À l’opposé, la bêtise sert également à qualifier les déviants, ceux qui ne se conforment pas  à la norme, comme dans cette interprétation de la métamorphose de Kakfa par Lodu Xu et Émile Noiraud dans leur article Des cloportes et des hommes : « La société moderne avait fait de toi un sujet intégré, reconnu, civilisé et tu t’es obstiné, en te conduisant en véritable brute humaine, à travailler à ta propre déchéance ! Tu es trop con, et la carapace qui, désormais, entrave chacun de tes gestes et t’afflige de cette démarche grotesque n’est, après tout, que le miroir de ton ineptie. »
La bêtise serait cette fois en lien avec la déchéance, ramenant l’homme du côté du cafard, de l’animalité.
Nous verrions alors deux types de bêtises qui s’affronteraient, codes durcis qui restreignent les libertés contre poussée de liberté indéterminée qui déforme les catégories existantes, désir encore informe et incapable de s’exprimer dans des coordonnées prédéfinies. Comme l’analyse Zafer Aracagök dans son article Cutupidité : devenir-radicalement-stupide, pendant les manifestations en Turquie en 2013, « des milliers d’êtres humains se sont rassemblés dans le parc, et dans la place Taksim, […] contre la “politique” de l’effacement menée par l’AKP et ses prédécesseurs qui n’a produit que les clichés de l’individuation sous la loi de l’islamo-capitalisation. […] ce qui est arrivé au Parti Imaginaire de Gezi Park a été l’abandon de la distinction forme/informe comme une source de résonance […]. Les structures de la répression, compte tenu de leur stupidité de formes, n’ont rien pu faire face à l’absence de la dichotomie forme/informe, sauf envoyer des gaz lacrymogènes et des canons à eau. Ils avaient peur, ils étaient terrifiés parce qu’ils étaient profondément stupéfaits face à la stupidité radicale des manifestants pacifiques qui rejetaient la forme, même l’informe, se dividuant continuellement. C’est pourquoi ce qui s’est passé à Gezi Park a été une invitation à une dividuation humanimale et infinie, à la possibilité d’un passage de la stupidité per se à un devenir-radicalement-stupide. »

1 cosmopolis

Le devenir animal relèverait de cette « humanité déchue » qui ne se reconnaîtrait plus dans la pensée bien tenue de la recognition, ouvrant sur une résistance politique non plus contre la bêtise, mais à partir d’un genre de bêtise, capable de dissoudre les formes.
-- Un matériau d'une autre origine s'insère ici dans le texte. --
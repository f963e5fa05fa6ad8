use anchor_lang::prelude::borsh;
use anchor_lang::prelude::*;

use crate::constants::*;
use crate::error::VeError;

#[derive(AnchorSerialize, AnchorDeserialize, Clone, Copy, Debug, Default, PartialEq, Eq)]
pub enum MinterState {
    #[default]
    Uninitialized,
    Active,
}

/// How the rebase ("growth") share of each period is derived from the
/// weekly emission.
#[derive(AnchorSerialize, AnchorDeserialize, Clone, Copy, Debug, Default, PartialEq, Eq)]
pub enum GrowthPolicy {
    /// `weekly * ve_supply / token_supply`
    #[default]
    LockedShare,
    /// `weekly * (ve_supply / token_supply)^2`
    LockedShareSquared,
    Disabled,
}

#[derive(AnchorSerialize, AnchorDeserialize, Clone, Copy, Debug, PartialEq, Eq)]
pub struct EmissionParams {
    /// Multiplier applied to the weekly emission each period
    pub decay_bps: u16,
    /// Floor on the weekly emission as a share of circulating supply
    pub tail_bps: u16,
    /// Cap on growth as a share of the weekly emission
    pub growth_cap_bps: u16,
    /// Absolute floor on the weekly emission
    pub min_weekly: u64,
    pub growth: GrowthPolicy,
}

impl Default for EmissionParams {
    fn default() -> Self {
        EmissionParams {
            decay_bps: DEFAULT_DECAY_BPS,
            tail_bps: DEFAULT_TAIL_BPS,
            growth_cap_bps: DEFAULT_GROWTH_CAP_BPS,
            min_weekly: DEFAULT_MIN_WEEKLY,
            growth: GrowthPolicy::default(),
        }
    }
}

impl EmissionParams {
    pub const LEN: usize = 2 + 2 + 2 + 8 + 1;

    pub fn validate(&self) -> Result<()> {
        let max = BASIS_POINTS_DENOMINATOR as u16;
        require!(
            self.decay_bps <= max && self.tail_bps <= max && self.growth_cap_bps <= max,
            VeError::InvalidEmissionParams
        );
        Ok(())
    }
}

/// What one call to `advance_period` produced.
#[derive(Clone, Copy, Debug, PartialEq, Eq)]
pub struct PeriodEmission {
    /// Start of the epoch that just opened
    pub period: i64,
    /// The period that was active until now; the weekly emission follows
    /// its votes even when ticks were skipped in between
    pub closed_epoch: i64,
    pub weekly: u64,
    pub growth: u64,
}

impl PeriodEmission {
    pub fn total(&self) -> Result<u64> {
        self.weekly
            .checked_add(self.growth)
            .ok_or_else(|| error!(VeError::MathOverflow))
    }
}

/// Epoch clock and emission schedule.
///
/// Seeds: [b"minter", escrow.key()]
#[account]
#[derive(Default)]
pub struct Minter {
    /// Runs `initialize` and may change emission parameters
    pub authority: Pubkey,
    pub escrow: Pubkey,
    pub base_mint: Pubkey,
    pub vault: Pubkey,
    pub voter: Pubkey,
    pub distributor: Pubkey,

    pub state: MinterState,

    pub weekly: u64,
    /// Start of the epoch emission was last computed for
    pub active_period: i64,
    pub epoch_count: u64,
    pub total_emitted: u64,

    pub params: EmissionParams,

    pub created_at: i64,

    pub vault_bump: u8,
    pub bump: u8,
}

impl Minter {
    pub const LEN: usize = 8
        + (32 * 6)
        + 1
        + 8 + 8 + 8 + 8
        + EmissionParams::LEN
        + 8
        + 2;

    pub fn is_active(&self) -> bool {
        self.state == MinterState::Active
    }

    /// One-time switch to `Active` with `initial_supply` as the first weekly amount.
    pub fn activate(&mut self, initial_supply: u64, now: i64) -> Result<()> {
        require!(!self.is_active(), VeError::AlreadyInitialized);

        self.state = MinterState::Active;
        self.weekly = initial_supply;
        self.active_period = epoch_start(now);
        Ok(())
    }

    /// Decays `weekly`, bounded below by the tail on `circulating` and `min_weekly`.
    pub fn next_weekly(&self, circulating: u64) -> Result<u64> {
        let tail = bps_of(circulating, self.params.tail_bps)?;
        let floor = tail.max(self.params.min_weekly);
        let decayed = bps_of(self.weekly, self.params.decay_bps)?;
        Ok(decayed.max(floor))
    }

    pub fn calculate_growth(&self, weekly: u64, ve_supply: u64, token_supply: u64) -> Result<u64> {
        if token_supply == 0 {
            return Ok(0);
        }
        let ve = ve_supply.min(token_supply) as u128;
        let total = token_supply as u128;
        let weekly = weekly as u128;

        let growth = match self.params.growth {
            GrowthPolicy::Disabled => 0,
            GrowthPolicy::LockedShare => weekly.checked_mul(ve).ok_or(VeError::MathOverflow)? / total,
            GrowthPolicy::LockedShareSquared => {
                let once = weekly.checked_mul(ve).ok_or(VeError::MathOverflow)? / total;
                once.checked_mul(ve).ok_or(VeError::MathOverflow)? / total
            }
        };
        let growth = u64::try_from(growth).map_err(|_| error!(VeError::MathOverflow))?;

        let cap = bps_of(weekly as u64, self.params.growth_cap_bps)?;
        Ok(growth.min(cap))
    }

    /// Rolls the schedule into the epoch containing `now`.
    ///
    /// Returns `None` while the active period is still current, so repeated
    /// calls within an epoch change nothing.
    pub fn advance_period(
        &mut self,
        now: i64,
        token_supply: u64,
        ve_supply: u64,
    ) -> Result<Option<PeriodEmission>> {
        let period = epoch_start(now);
        if !self.is_active() || period <= self.active_period {
            return Ok(None);
        }

        let circulating = token_supply.saturating_sub(ve_supply);
        let weekly = self.next_weekly(circulating)?;
        let growth = self.calculate_growth(weekly, ve_supply, token_supply)?;

        let emission = PeriodEmission {
            period,
            closed_epoch: self.active_period,
            weekly,
            growth,
        };

        self.weekly = weekly;
        self.active_period = period;
        self.epoch_count = self.epoch_count.checked_add(1).ok_or(VeError::MathOverflow)?;
        self.total_emitted = self
            .total_emitted
            .checked_add(emission.total()?)
            .ok_or(VeError::MathOverflow)?;

        Ok(Some(emission))
    }
}

/// Amount the minter must mint so its vault covers `needed`.
pub fn mint_shortfall(needed: u64, vault_balance: u64) -> u64 {
    needed.saturating_sub(vault_balance)
}

fn bps_of(amount: u64, bps: u16) -> Result<u64> {
    let scaled = (amount as u128)
        .checked_mul(bps as u128)
        .ok_or(VeError::MathOverflow)?
        / BASIS_POINTS_DENOMINATOR as u128;
    u64::try_from(scaled).map_err(|_| error!(VeError::MathOverflow))
}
Au moins, le héros paranoïaque du bref récit de Marco Candore, Comme des bêtes, semble y trouver son compte dans une angoisse joyeuse.
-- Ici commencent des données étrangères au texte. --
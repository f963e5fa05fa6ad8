//! External reward handlers: funding extra streams and the `earned` view.
//!
//! Stream 0 is fed only by emission distribution; any other registered
//! stream can be topped up by anyone.

use anchor_lang::prelude::*;
use anchor_spl::token::{Token, TokenAccount};

use crate::constants::*;
use crate::error::VeError;
use crate::events::GaugeRewardNotified;
use crate::state::{Gauge, GaugeStake};
use crate::utils::transfer_tokens;

#[derive(Accounts)]
pub struct NotifyReward<'info> {
    pub funder: Signer<'info>,

    #[account(
        mut,
        seeds = [GAUGE_SEED, gauge.voter.as_ref(), gauge.pool.as_ref()],
        bump = gauge.bump
    )]
    pub gauge: Account<'info, Gauge>,

    #[account(
        mut,
        constraint = funder_token_account.owner == funder.key() @ VeError::Unauthorized
    )]
    pub funder_token_account: Account<'info, TokenAccount>,

    #[account(mut)]
    pub reward_vault: Account<'info, TokenAccount>,

    pub token_program: Program<'info, Token>,
}

pub fn notify_reward_amount_handler(ctx: Context<NotifyReward>, amount: u64) -> Result<()> {
    let mint = ctx.accounts.reward_vault.mint;
    let index = ctx
        .accounts
        .gauge
        .stream_index(&mint)
        .ok_or(VeError::UnknownRewardToken)?;
    require!(index != 0, VeError::Unauthorized);
    require_keys_eq!(
        ctx.accounts.gauge.rewards[index].vault,
        ctx.accounts.reward_vault.key(),
        VeError::InvalidAccount
    );
    require_keys_eq!(
        ctx.accounts.funder_token_account.mint,
        mint,
        VeError::InvalidAccount
    );

    transfer_tokens(
        &ctx.accounts.token_program.to_account_info(),
        &ctx.accounts.funder_token_account.to_account_info(),
        &ctx.accounts.reward_vault.to_account_info(),
        &ctx.accounts.funder.to_account_info(),
        &[],
        amount,
    )?;

    let clock = Clock::get()?;
    ctx.accounts.reward_vault.reload()?;
    let vault_balance = ctx.accounts.reward_vault.amount;
    let gauge = &mut ctx.accounts.gauge;
    gauge.notify_reward_amount(index, amount, vault_balance, clock.unix_timestamp)?;
    let stream = gauge.rewards[index];

    msg!("Notified {} of reward {} on gauge {}", amount, mint, gauge.key());
    msg!("Rate: {} (scaled), period ends {}", stream.rate, stream.period_finish);

    emit!(GaugeRewardNotified {
        gauge: gauge.key(),
        reward_mint: mint,
        amount,
        rate: stream.rate,
        period_finish: stream.period_finish,
    });

    Ok(())
}

#[derive(Accounts)]
pub struct EarnedQuery<'info> {
    #[account(
        seeds = [GAUGE_SEED, gauge.voter.as_ref(), gauge.pool.as_ref()],
        bump = gauge.bump
    )]
    pub gauge: Account<'info, Gauge>,

    #[account(has_one = gauge @ VeError::InvalidAccount)]
    pub gauge_stake: Account<'info, GaugeStake>,
}

pub fn earned_handler(ctx: Context<EarnedQuery>, stream: u8) -> Result<u64> {
    let clock = Clock::get()?;
    let earned = ctx.accounts.gauge.earned(
        &ctx.accounts.gauge_stake,
        stream as usize,
        clock.unix_timestamp,
    )?;
    msg!("Earned on stream {}: {}", stream, earned);
    Ok(earned)
}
En reprenant Deleuze, Bruno Heuzé décrit le rapport paradoxal où la bêtise (non pas l’erreur) constitue la plus grande impuissance de la pensée, mais aussi la source de son plus haut pouvoir dans ce qui la force à penser : « La bêtise ne cesse d’être à l’œuvre au fond de la pensée, où se croisent cependant devenir-animal et réalité machinique, prolifération buissonnante du bestiaire, chimères et lignées surhumaines, frontières, lisières et lignes de fuite » (Du Bestiaire au surhumain).
La schizophrénie capitaliste décrite par Deleuze et Guattari dans L’Anti-Œdipe, ajoutée à la déconstruction qui nous arrive, nous ont peut-être fait atteindre un point de bascule qui inquiète, ouvrant le règne d’une bêtise surhumaine. Un grondement encore mal identifié (ou inidentifiable), un fond monstrueux vient peut-être mettre en question certaines frontières, notamment entre l’homme et l’animal, frontières qui appartiennent à un discours de souveraineté d’autant plus résistant qu’il fuit par tous les bords.
Nous pouvons aussi nous reporter aux analyses de Félix Guattari dans La Révolution moléculaire recensée par Manola Antonioli dans sa réédition de 2012 (préfacée par Stéphane Nadaud) : « Guattari y esquisse deux scénarios possibles pour un proche avenir : la consolidation et la stabilisation de ce qu’il appelle le “Capitalisme mondial intégré” d’une part et, d’autre part, une perte de contrôle progressive de la situation par les pouvoirs en place (ces tendances opposées pouvant d’ailleurs coexister de façon temporaire ou durable). La première hypothèse […] aboutirait […] au développement incessant de nouvelles catégories de “non garantis” (immigrés surexploités ou sans papiers, travailleurs précaires, chômeurs, etc.) et à l’apparition de zones de plus en plus vastes de sous-développement au sein de celles qui furent autrefois des grandes puissances, phénomènes qui iront de pair avec des revendications régionalistes, nationalistes, droitières de plus en plus radicalisées […] La seconde hypothèse prend en compte l’incapacité absolue du Capitalisme mondial d’apporter des solutions aux problèmes fondamentaux de la planète (dont la crise écologique et la nécessité de réorienter globalement les modalités et les finalités de la consommation-production) ; de la désillusion et de la colère contre cette “gestion” des intérêts de la planète […] naîtront (sont en train de naître…) des micro-révolutions susceptibles d’aboutir un jour à une vraie révolution, vouées à remettre en question les finalités du travail, des loisirs et de la culture, les rapports à l’environnement, entre les sexes et les générations, qui ne seront pas centrées sur une quelconque “avant-garde”, mais toujours polycentrées. »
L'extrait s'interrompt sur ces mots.